Red-tailed hawks and their smaller cousins the cooper's hawk, the white-tailed kite, and the American kestrel are all backyard birds in Malibu. So are the great horned owl and the barn owl. Raptors, including owls, are beginning to nest, which may be why they are more visible at the moment. This red tail has been keeping an eye on our birdbath. He's a little shy about venturing close to the house, so he gathers courage on the old shed roof before swooping in for a drink. © S. Guldimann
We watch birds, but the birds also watch us. This American robin was less than enthused about being photographed. © S. Guldimann
Unlike the shy robin, the spotted towhee isn't afraid of anyone or anything. It's rusty call is part of the garden soundtrack, as is the rustling sound it makes as it roots for insects and other delicacies in the leaf litter under the trees. In our garden, the spotted towhee likes to eat the bulbs of the oxalis plants, digging them up with its feet and carefully peeling each corm with its beak, before swallowing the tender inner bulb whole.  © S. Guldimann

Here's a more familiar view of the California brown pelican in the first photo. This species came perilously close to extinction in the 1950s due to DDT poisoning. When my parents first moved to Malibu in 1969, seeing a pelican was a rare and wonderful sight.

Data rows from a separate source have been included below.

//! Autopilot: plays the game for demo mode and headless runs
//!
//! Charges while standing and lets go once the predicted touchdown would put the player
//! on the next platform.

use super::platforms::Platform;
use super::player::{LaunchBoost, Motion, Player};
use super::state::{GamePhase, GameState};
use super::tick::TickInput;
use crate::tuning::PlayerTuning;

/// Upper bound on simulated flight length
const MAX_FLIGHT_TICKS: u32 = 1_000;

/// Left edge of the player when it touches the ground line after a jump at `power`
///
/// Runs the same integration as the live player, so the answer is exact for an
/// unobstructed arc.
pub fn predict_landing_x(
    player: &Player,
    power: f32,
    boost: LaunchBoost,
    tuning: &PlayerTuning,
    ground_y: f32,
) -> f32 {
    let mut ghost = player.clone();
    ghost.on_ground = true;
    ghost.jumping = false;
    ghost.flying = false;
    ghost.charging = true;
    ghost.jump_power = power;
    if ghost.jump(tuning, boost).is_none() {
        return player.pos.x;
    }

    for _ in 0..MAX_FLIGHT_TICKS {
        if ghost.step(tuning, ground_y) == Motion::TouchedGround {
            break;
        }
    }
    ghost.pos.x
}

/// Input the autopilot would give this tick
pub fn drive(state: &GameState) -> TickInput {
    let mut input = TickInput::default();
    let player = &state.player;
    if state.phase != GamePhase::Playing || player.is_airborne() || !player.on_ground {
        return input;
    }

    if !state.touching {
        input.press = true;
        return input;
    }

    let tuning = &state.tuning.player;
    let Some(target) = next_platform(state) else {
        input.release = true;
        return input;
    };

    let predicted = predict_landing_x(
        player,
        player.jump_power,
        state.effects.launch_boost(),
        tuning,
        state.tuning.world.ground_y(),
    );
    // Aim to centre the player on the target
    let aim = target.center_x() - player.width() / 2.0;
    if predicted >= aim || player.jump_power >= tuning.max_power {
        input.release = true;
    }
    input
}

/// First platform entirely ahead of the player
fn next_platform(state: &GameState) -> Option<&Platform> {
    let right = state.player.right();
    state.field.platforms().iter().find(|p| p.left() > right)
}

#[cfg(test)]
mod tests {
    use super::*;
    use crate::sim::tick::tick;

    #[test]
    fn test_prediction_matches_live_jump() {
        let tuning = PlayerTuning::default();
        let ground = 350.0;
        let mut player = Player::new(&tuning, ground);
        let predicted = predict_landing_x(&player, 12.0, LaunchBoost::default(), &tuning, ground);

        player.start_charging(&tuning);
        player.jump_power = 12.0;
        player.jump(&tuning, LaunchBoost::default()).unwrap();
        while player.step(&tuning, ground) == Motion::Moving {}
        assert_eq!(player.pos.x, predicted);
    }

    #[test]
    fn test_more_power_goes_further() {
        let tuning = PlayerTuning::default();
        let player = Player::new(&tuning, 350.0);
        let mut last = player.pos.x;
        for step in 0..=30 {
            let power = tuning.min_power + step as f32 * tuning.charge_step;
            let x = predict_landing_x(&player, power, LaunchBoost::default(), &tuning, 350.0);
            assert!(x > last);
            last = x;
        }
    }

    #[test]
    fn test_presses_when_idle_on_ground() {
        let state = GameState::new(1);
        assert!(drive(&state).press);
    }

    #[test]
    fn test_does_nothing_mid_air() {
        let mut state = GameState::new(1);
        state.player.jumping = true;
        state.player.on_ground = false;
        assert_eq!(drive(&state), TickInput::default());
    }

    #[test]
    fn test_autopilot_makes_progress() {
        let mut state = GameState::new(4);
        let auto = TickInput {
            autopilot: true,
            ..Default::default()
        };
        for _ in 0..300 {
            tick(&mut state, &auto);
            if state.steps > 0 {
                break;
            }
        }
        assert!(state.steps > 0);
        assert_eq!(state.score, state.steps * 5);
    }
}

My father used to say that the pelican symbolized hope for a better tomorrow. Unlike its theropod ancestors, the pelican survived the threat of extinction and is today one of Malibu's most common—and popular sea birds. By taking part in the Great Backyard Bird Count this weekend, Malibuites can help gather data on pelicans and other avian species that will help biologists help birds.